Copy out precisely the line that holds "1, 2], &employees);" and all the lines following it in the data, up to and including the last one, and no others.

*** RECORDS SUPPLIED

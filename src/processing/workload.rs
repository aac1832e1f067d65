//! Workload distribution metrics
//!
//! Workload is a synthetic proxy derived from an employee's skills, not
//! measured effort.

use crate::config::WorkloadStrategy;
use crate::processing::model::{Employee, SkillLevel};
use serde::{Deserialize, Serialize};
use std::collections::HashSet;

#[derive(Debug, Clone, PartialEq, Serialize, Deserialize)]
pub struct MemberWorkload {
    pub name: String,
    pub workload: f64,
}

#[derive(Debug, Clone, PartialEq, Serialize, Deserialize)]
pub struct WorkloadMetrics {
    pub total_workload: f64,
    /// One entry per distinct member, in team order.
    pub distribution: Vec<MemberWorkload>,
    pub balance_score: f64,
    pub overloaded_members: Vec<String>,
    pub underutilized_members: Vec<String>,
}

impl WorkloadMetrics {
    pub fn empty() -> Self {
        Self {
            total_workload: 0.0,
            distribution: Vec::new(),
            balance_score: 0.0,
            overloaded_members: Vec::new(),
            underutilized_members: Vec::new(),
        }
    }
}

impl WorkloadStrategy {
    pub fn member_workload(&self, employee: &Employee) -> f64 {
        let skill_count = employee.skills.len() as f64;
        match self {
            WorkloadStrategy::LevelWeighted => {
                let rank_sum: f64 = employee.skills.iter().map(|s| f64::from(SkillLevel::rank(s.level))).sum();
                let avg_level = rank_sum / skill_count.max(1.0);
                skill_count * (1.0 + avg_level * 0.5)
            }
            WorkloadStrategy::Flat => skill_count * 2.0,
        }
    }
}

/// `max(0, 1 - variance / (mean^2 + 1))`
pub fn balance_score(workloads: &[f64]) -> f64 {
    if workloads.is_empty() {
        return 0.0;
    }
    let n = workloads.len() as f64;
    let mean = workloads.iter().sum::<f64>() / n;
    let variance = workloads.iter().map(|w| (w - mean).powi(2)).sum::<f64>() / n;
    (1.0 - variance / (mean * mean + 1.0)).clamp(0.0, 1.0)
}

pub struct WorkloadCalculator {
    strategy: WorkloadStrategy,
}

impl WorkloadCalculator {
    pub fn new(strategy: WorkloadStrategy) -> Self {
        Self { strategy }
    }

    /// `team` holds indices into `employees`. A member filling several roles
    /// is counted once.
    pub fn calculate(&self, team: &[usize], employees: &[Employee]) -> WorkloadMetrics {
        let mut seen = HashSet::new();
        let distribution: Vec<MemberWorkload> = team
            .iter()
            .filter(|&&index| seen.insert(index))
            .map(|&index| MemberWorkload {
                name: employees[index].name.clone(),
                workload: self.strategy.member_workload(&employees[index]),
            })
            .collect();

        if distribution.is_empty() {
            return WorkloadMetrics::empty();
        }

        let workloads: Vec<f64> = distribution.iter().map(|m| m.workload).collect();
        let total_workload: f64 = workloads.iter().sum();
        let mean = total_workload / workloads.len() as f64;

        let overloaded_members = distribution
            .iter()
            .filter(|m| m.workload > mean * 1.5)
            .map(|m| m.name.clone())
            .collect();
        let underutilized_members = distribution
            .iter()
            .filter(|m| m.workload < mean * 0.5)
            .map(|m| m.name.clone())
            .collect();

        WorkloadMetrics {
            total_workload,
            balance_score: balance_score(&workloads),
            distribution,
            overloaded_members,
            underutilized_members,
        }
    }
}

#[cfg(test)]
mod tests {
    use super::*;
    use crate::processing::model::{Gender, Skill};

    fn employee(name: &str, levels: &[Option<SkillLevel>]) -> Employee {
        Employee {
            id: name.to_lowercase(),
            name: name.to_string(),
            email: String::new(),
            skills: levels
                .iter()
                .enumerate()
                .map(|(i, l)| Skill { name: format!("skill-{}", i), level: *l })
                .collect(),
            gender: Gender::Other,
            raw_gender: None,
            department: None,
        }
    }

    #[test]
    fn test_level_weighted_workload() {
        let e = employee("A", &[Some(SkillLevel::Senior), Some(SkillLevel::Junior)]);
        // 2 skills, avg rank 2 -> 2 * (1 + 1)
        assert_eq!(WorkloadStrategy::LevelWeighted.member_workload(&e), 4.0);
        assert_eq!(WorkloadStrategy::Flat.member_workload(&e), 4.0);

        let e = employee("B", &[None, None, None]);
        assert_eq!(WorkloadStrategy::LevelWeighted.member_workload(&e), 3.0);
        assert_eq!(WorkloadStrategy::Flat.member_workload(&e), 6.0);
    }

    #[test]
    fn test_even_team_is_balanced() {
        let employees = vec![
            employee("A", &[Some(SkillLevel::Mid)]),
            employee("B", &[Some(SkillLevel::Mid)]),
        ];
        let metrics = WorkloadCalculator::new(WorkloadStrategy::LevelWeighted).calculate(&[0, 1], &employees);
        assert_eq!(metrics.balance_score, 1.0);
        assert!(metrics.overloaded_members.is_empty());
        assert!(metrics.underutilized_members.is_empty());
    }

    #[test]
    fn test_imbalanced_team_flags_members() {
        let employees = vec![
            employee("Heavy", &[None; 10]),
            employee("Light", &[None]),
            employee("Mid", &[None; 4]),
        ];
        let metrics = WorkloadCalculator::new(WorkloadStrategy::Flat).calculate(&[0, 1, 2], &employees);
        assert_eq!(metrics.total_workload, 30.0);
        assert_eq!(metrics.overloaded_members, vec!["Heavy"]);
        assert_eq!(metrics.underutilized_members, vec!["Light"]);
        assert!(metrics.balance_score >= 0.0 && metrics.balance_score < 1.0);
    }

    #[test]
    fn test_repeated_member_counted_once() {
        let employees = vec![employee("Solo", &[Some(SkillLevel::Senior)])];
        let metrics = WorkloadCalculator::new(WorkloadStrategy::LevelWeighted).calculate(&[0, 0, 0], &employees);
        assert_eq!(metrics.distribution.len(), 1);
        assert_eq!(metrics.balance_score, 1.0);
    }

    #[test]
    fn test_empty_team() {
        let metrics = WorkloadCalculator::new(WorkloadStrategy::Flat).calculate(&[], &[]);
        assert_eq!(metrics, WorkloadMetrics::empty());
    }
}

******

• **OUTPUT OF THE TASK**:
        let metrics = WorkloadCalculator::new(WorkloadStrategy::Flat).calculate(&[0, 1, 2], &employees);
        assert_eq!(metrics.total_workload, 30.0);
        assert_eq!(metrics.overloaded_members, vec!["Heavy"]);
        assert_eq!(metrics.underutilized_members, vec!["Light"]);
        assert!(metrics.balance_score >= 0.0 && metrics.balance_score < 1.0);
    }

    #[test]
    fn test_repeated_member_counted_once() {
        let employees = vec![employee("Solo", &[Some(SkillLevel::Senior)])];
        let metrics = WorkloadCalculator::new(WorkloadStrategy::LevelWeighted).calculate(&[0, 0, 0], &employees);
        assert_eq!(metrics.distribution.len(), 1);
        assert_eq!(metrics.balance_score, 1.0);
    }

    #[test]
    fn test_empty_team() {
        let metrics = WorkloadCalculator::new(WorkloadStrategy::Flat).calculate(&[], &[]);
        assert_eq!(metrics, WorkloadMetrics::empty());
    }
}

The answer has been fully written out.